If the property has been converted to LTCQ, then you can still rely on prescriptive rights, under certain circumstances, provided that they were fully established prior to conversion. (i.e. If you make the necessary use for 9 years and 6 months, then the property converts, then you will never establish a prescriptive easement. If you made the necessary use for 10 years and 1 day before conversion, then the prescriptive easement is established and may be relied upon under LTCQ.) If the property is in LTA, then *only* registered interests in land are enforceable - an unregistered prescriptive easement would be unenforceable at that point, and you would have no rights at all if your interest isn't registered.



I would strongly suggest talking to a lawyer about this. They can do the necessary searches to determine whether or not there's a registered interest, and come to an opinion as to whether or not you may have an enforceable unregistered interest. It'll cost some money, but when the alternative is building a new road...it might be worth a shot. And one of your options will be to purchase an easement from your neighbour - see what the price is; it might be worthwhile.



(Actually, paying for your neighbour's legal fees may get some mileage, too. Many people are really paranoid about other people making use of their land, because they're vaguely familiar with the concept of "adverse possession", so they always refuse to let anyone else use it at all. Ironically, saying that the use of the property was by consent is a full defence to any claim for prescriptive rights, including adverse possession. Also, adverse possession is no longer possible under land titles, either.)
Richard
2011-12-01 16:19:58 UTC
IF you have access to your property that doesn't REQUIRE you to cross his property, then the other owner is within his rights to deny you access to HIS property. He can only gate off property HE owns. So for example if he own half the road, he can only stop you from driving on his property, and he can only gate off that side of the road.

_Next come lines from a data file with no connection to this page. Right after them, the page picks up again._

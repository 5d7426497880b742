//! Return-to-origin lifecycle engine.
//!
//! One concrete workflow, not a generic saga framework:
//! - [`RtoTriggerCoordinator`] runs the precondition chain and the atomic
//!   trigger unit (wallet charge, reverse shipment, event creation,
//!   shipment flip, NDR consumption), compensating external steps in
//!   reverse order when a later step fails.
//! - [`RtoStateMachine`] advances events along the fixed transition
//!   graph, recording QC and firing notifications at the edges.
//! - [`RestockExecutor`] performs the terminal inventory adjustment.
//! - [`ReverseShipmentService`] tracks the reverse leg and schedules
//!   pickups through the adapter's optional capability.
//!
//! All collaborators are injected traits with in-memory doubles under
//! [`services`].

pub mod coordinator;
pub mod error;
pub mod lifecycle;
pub mod restock;
pub mod reverse;
pub mod services;

pub use coordinator::{RtoTriggerCoordinator, TriggerRequest};
pub use error::{ErrorBody, Result, RtoError};
pub use lifecycle::{RtoStateMachine, TransitionContext};
pub use restock::RestockExecutor;
pub use reverse::{PickupOutcome, ReverseShipmentService};
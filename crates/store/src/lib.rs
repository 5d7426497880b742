//! Storage layer for the RTO platform.
//!
//! Reads are repository lookups; every write goes through a
//! [`UnitOfWork`] applied atomically by [`RtoStore::commit`]. Unique
//! constraints carry stable names so the engine can translate storage
//! conflicts into domain errors without branching on driver internals.

mod error;
mod memory;
mod postgres;
mod store;
mod unit_of_work;

pub use error::{
    CHK_SHIPMENT_RTO_VOCABULARY, Result, StoreError, UQ_ACTIVE_RTO_PER_SHIPMENT, UQ_RTO_NDR_EVENT,
};
pub use memory::InMemoryRtoStore;
pub use postgres::PostgresRtoStore;
pub use store::{RtoFilter, RtoStore};
pub use unit_of_work::{UnitOfWork, WriteOp};
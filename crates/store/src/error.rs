use thiserror::Error;

/// Name of the partial unique index guaranteeing at most one active RTO
/// per shipment.
pub const UQ_ACTIVE_RTO_PER_SHIPMENT: &str = "uq_rto_events_active_shipment";

/// Name of the unique index guaranteeing one RTO per NDR event.
pub const UQ_RTO_NDR_EVENT: &str = "uq_rto_events_ndr_event";

/// Name of the guard rejecting shipment status writes outside the RTO
/// vocabulary.
pub const CHK_SHIPMENT_RTO_VOCABULARY: &str = "chk_shipment_rto_vocabulary";

/// Errors that can occur when interacting with the RTO store.
///
/// Workflow code never branches on storage internals; duplicate keys are
/// surfaced as a named `UniqueViolation` and translated into domain
/// errors by the engine.
#[derive(Debug, Error)]
pub enum StoreError {
    /// A unique constraint was violated at commit time.
    #[error("Unique constraint violated: {constraint}")]
    UniqueViolation { constraint: String },

    /// A write was rejected by a storage-level guard.
    #[error("Write rejected by constraint {constraint}")]
    CheckViolation { constraint: &'static str },

    /// The targeted entity does not exist.
    #[error("{entity} not found: {id}")]
    NotFound { entity: &'static str, id: String },

    /// A database error occurred.
    #[error("Database error: {0}")]
    Database(#[from] sqlx::Error),

    /// A database migration error occurred.
    #[error("Migration error: {0}")]
    Migration(#[from] sqlx::migrate::MigrateError),

    /// A serialization/deserialization error occurred.
    #[error("Serialization error: {0}")]
    Serialization(#[from] serde_json::Error),
}

impl StoreError {
    /// Returns true if this is a unique violation on the named constraint.
    pub fn is_unique_violation(&self, name: &str) -> bool {
        matches!(self, StoreError::UniqueViolation { constraint } if constraint == name)
    }
}

/// Result type for store operations.
pub type Result<T> = std::result::Result<T, StoreError>;
#[cfg(test)]
mod tests {
    use super::*;
    use common::{Money, WarehouseId};
    use domain::{NdrStatus, NewRto, ReturnStatus, RtoReason, ShipmentStatus, TriggerType};

    fn test_shipment() -> Shipment {
        Shipment {
            id: ShipmentId::new(),
            order_id: OrderId::new(),
            company_id: CompanyId::new(),
            warehouse_id: WarehouseId::new(),
            carrier: "bluedart".to_string(),
            awb: "AWB-100".to_string(),
            weight_grams: 750,
            zone: "zone-b".to_string(),
            status: ShipmentStatus::Ndr,
            created_at: Utc::now(),
            updated_at: Utc::now(),
        }
    }

    fn open_event_for(shipment: &Shipment, ndr_event_id: Option<NdrId>) -> RtoEvent {
        let mut event = RtoEvent::open(NewRto {
            shipment_id: shipment.id,
            order_id: shipment.order_id,
            company_id: shipment.company_id,
            warehouse_id: shipment.warehouse_id,
            reason: RtoReason::NdrUnresolved,
            trigger_type: TriggerType::Auto,
            ndr_event_id,
            charge: Money::from_cents(5000),
        });
        event.assign_reverse_awb(format!("R{}", shipment.awb));
        event
    }

    #[tokio::test]
    async fn test_commit_applies_all_writes() {
        let store = InMemoryRtoStore::new();
        let shipment = test_shipment();
        let ndr = NdrEvent {
            id: NdrId::new(),
            shipment_id: shipment.id,
            attempt: 1,
            courier_remark: "address not found".to_string(),
            status: NdrStatus::Pending,
            created_at: Utc::now(),
        };
        store.insert_shipment(shipment.clone()).await;
        store.insert_ndr_event(ndr.clone()).await;

        let event = open_event_for(&shipment, Some(ndr.id));
        let event_id = event.id();

        let mut uow = UnitOfWork::new();
        uow.insert_rto_event(event)
            .set_shipment_status(shipment.id, ShipmentStatus::RtoInitiated)
            .set_ndr_status(ndr.id, NdrStatus::RtoTriggered);
        store.commit(uow).await.unwrap();

        let stored = store.rto_event(event_id).await.unwrap().unwrap();
        assert_eq!(stored.return_status(), ReturnStatus::Initiated);
        assert_eq!(
            store.shipment(shipment.id).await.unwrap().unwrap().status,
            ShipmentStatus::RtoInitiated
        );
        assert_eq!(
            store.ndr_event(ndr.id).await.unwrap().unwrap().status,
            NdrStatus::RtoTriggered
        );
    }

    #[tokio::test]
    async fn test_second_active_rto_for_shipment_is_rejected() {
        let store = InMemoryRtoStore::new();
        let shipment = test_shipment();
        store.insert_shipment(shipment.clone()).await;

        let mut uow = UnitOfWork::new();
        uow.insert_rto_event(open_event_for(&shipment, None));
        store.commit(uow).await.unwrap();

        let mut second = UnitOfWork::new();
        second.insert_rto_event(open_event_for(&shipment, None));
        let err = store.commit(second).await.unwrap_err();

        assert!(err.is_unique_violation(UQ_ACTIVE_RTO_PER_SHIPMENT));
        assert_eq!(store.rto_event_count().await, 1);
    }

    #[tokio::test]
    async fn test_terminal_rto_frees_the_shipment_slot() {
        let store = InMemoryRtoStore::new();
        let shipment = test_shipment();
        store.insert_shipment(shipment.clone()).await;

        let mut cancelled = open_event_for(&shipment, None);
        cancelled
            .transition_to(ReturnStatus::Cancelled, None, None)
            .unwrap();
        let mut uow = UnitOfWork::new();
        uow.insert_rto_event(cancelled);
        store.commit(uow).await.unwrap();

        // The cancelled event no longer occupies the active slot.
        let mut second = UnitOfWork::new();
        second.insert_rto_event(open_event_for(&shipment, None));
        store.commit(second).await.unwrap();

        assert_eq!(store.rto_event_count().await, 2);
        assert!(
            store
                .active_rto_for_shipment(shipment.id)
                .await
                .unwrap()
                .is_some()
        );
    }

    #[tokio::test]
    async fn test_duplicate_ndr_claim_is_rejected() {
        let store = InMemoryRtoStore::new();
        let first_shipment = test_shipment();
        let second_shipment = test_shipment();
        store.insert_shipment(first_shipment.clone()).await;
        store.insert_shipment(second_shipment.clone()).await;

        let ndr_id = NdrId::new();

        let mut uow = UnitOfWork::new();
        uow.insert_rto_event(open_event_for(&first_shipment, Some(ndr_id)));
        store.commit(uow).await.unwrap();

        let mut second = UnitOfWork::new();
        second.insert_rto_event(open_event_for(&second_shipment, Some(ndr_id)));
        let err = store.commit(second).await.unwrap_err();

        assert!(err.is_unique_violation(UQ_RTO_NDR_EVENT));
    }

    #[tokio::test]
    async fn test_failed_commit_leaves_no_partial_state() {
        let store = InMemoryRtoStore::new();
        let shipment = test_shipment();
        store.insert_shipment(shipment.clone()).await;

        // NDR write targets a record that does not exist, so the whole
        // unit must be rejected, including the event insert before it.
        let mut uow = UnitOfWork::new();
        uow.insert_rto_event(open_event_for(&shipment, None))
            .set_shipment_status(shipment.id, ShipmentStatus::RtoInitiated)
            .set_ndr_status(NdrId::new(), NdrStatus::RtoTriggered);

        let err = store.commit(uow).await.unwrap_err();
        assert!(matches!(err, StoreError::NotFound { entity: "NdrEvent", .. }));

        assert_eq!(store.rto_event_count().await, 0);
        assert_eq!(
            store.shipment(shipment.id).await.unwrap().unwrap().status,
            ShipmentStatus::Ndr
        );
    }

    #[tokio::test]
    async fn test_shipment_write_outside_rto_vocabulary_is_rejected() {
        let store = InMemoryRtoStore::new();
        let shipment = test_shipment();
        store.insert_shipment(shipment.clone()).await;

        let mut uow = UnitOfWork::new();
        uow.set_shipment_status(shipment.id, ShipmentStatus::Delivered);

        let err = store.commit(uow).await.unwrap_err();
        assert!(matches!(err, StoreError::CheckViolation { .. }));
        assert_eq!(
            store.shipment(shipment.id).await.unwrap().unwrap().status,
            ShipmentStatus::Ndr
        );
    }

    #[tokio::test]
    async fn test_lookup_by_reverse_awb_and_ndr() {
        let store = InMemoryRtoStore::new();
        let shipment = test_shipment();
        store.insert_shipment(shipment.clone()).await;

        let ndr_id = NdrId::new();
        let event = open_event_for(&shipment, Some(ndr_id));
        let awb = event.reverse_awb().unwrap().to_string();

        let mut uow = UnitOfWork::new();
        uow.insert_rto_event(event);
        store.commit(uow).await.unwrap();

        assert!(
            store
                .rto_event_by_reverse_awb(&awb)
                .await
                .unwrap()
                .is_some()
        );
        assert!(store.rto_event_for_ndr(ndr_id).await.unwrap().is_some());
        assert!(
            store
                .rto_event_by_reverse_awb("missing")
                .await
                .unwrap()
                .is_none()
        );
    }

    #[tokio::test]
    async fn test_company_listing_applies_filter() {
        let store = InMemoryRtoStore::new();
        let shipment_a = test_shipment();
        let mut shipment_b = test_shipment();
        shipment_b.company_id = shipment_a.company_id;
        store.insert_shipment(shipment_a.clone()).await;
        store.insert_shipment(shipment_b.clone()).await;

        let event_a = open_event_for(&shipment_a, None);
        let mut event_b = RtoEvent::open(NewRto {
            shipment_id: shipment_b.id,
            order_id: shipment_b.order_id,
            company_id: shipment_b.company_id,
            warehouse_id: shipment_b.warehouse_id,
            reason: RtoReason::AddressIssue,
            trigger_type: TriggerType::Manual,
            ndr_event_id: None,
            charge: Money::from_cents(3000),
        });
        event_b.assign_reverse_awb("RAWB-B");

        let mut uow = UnitOfWork::new();
        uow.insert_rto_event(event_a).insert_rto_event(event_b);
        store.commit(uow).await.unwrap();

        let all = store
            .rto_events_for_company(shipment_a.company_id, &RtoFilter::default())
            .await
            .unwrap();
        assert_eq!(all.len(), 2);

        let address_only = store
            .rto_events_for_company(
                shipment_a.company_id,
                &RtoFilter {
                    reason: Some(RtoReason::AddressIssue),
                    ..Default::default()
                },
            )
            .await
            .unwrap();
        assert_eq!(address_only.len(), 1);

        let other_company = store
            .rto_events_for_company(CompanyId::new(), &RtoFilter::default())
            .await
            .unwrap();
        assert!(other_company.is_empty());
    }
}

Now you didn't say if there was another way to get to your property a different way,even if that would mean building a road. Have you check the dead(s) to see if the Ministry of Natural Resources got a legal easement 10 yeas ago, or if another property around you has an easement to allow you access to your property. Just because there is a road convenient to you doesn't give you the right to use it. So the easement should be listed on your deed, If I remember correctly Canada has a 40 year rule on easements, that is a easement expires after 40 years, There may have been a right of way granted when the property was sold, again you need to check your paper work.. You could pay the for the connecting chunk of property, but I would first pay a lawyer to check and see what rights you really do have. It probably listed in the deed.
?
2011-12-01 17:39:33 UTC
He has a right to gate it - it is his land. Unless you have an easement in your deed you will either have to build that second road or work out some type of arrangement with the owner of the other land or find some other access. If you are land locked this gets complicated and a real estate lawyer is your best bet!
The Arbiter of common sense
2011-12-01 15:52:36 UTC
You have no right to access his property. You have a solution, build a road on public land. Silly has nothing to do with it, he has a right to gate his property. There is no such law that prevents him from preventing you from access, and even if there was, the MNR has given you permission to build the access you need.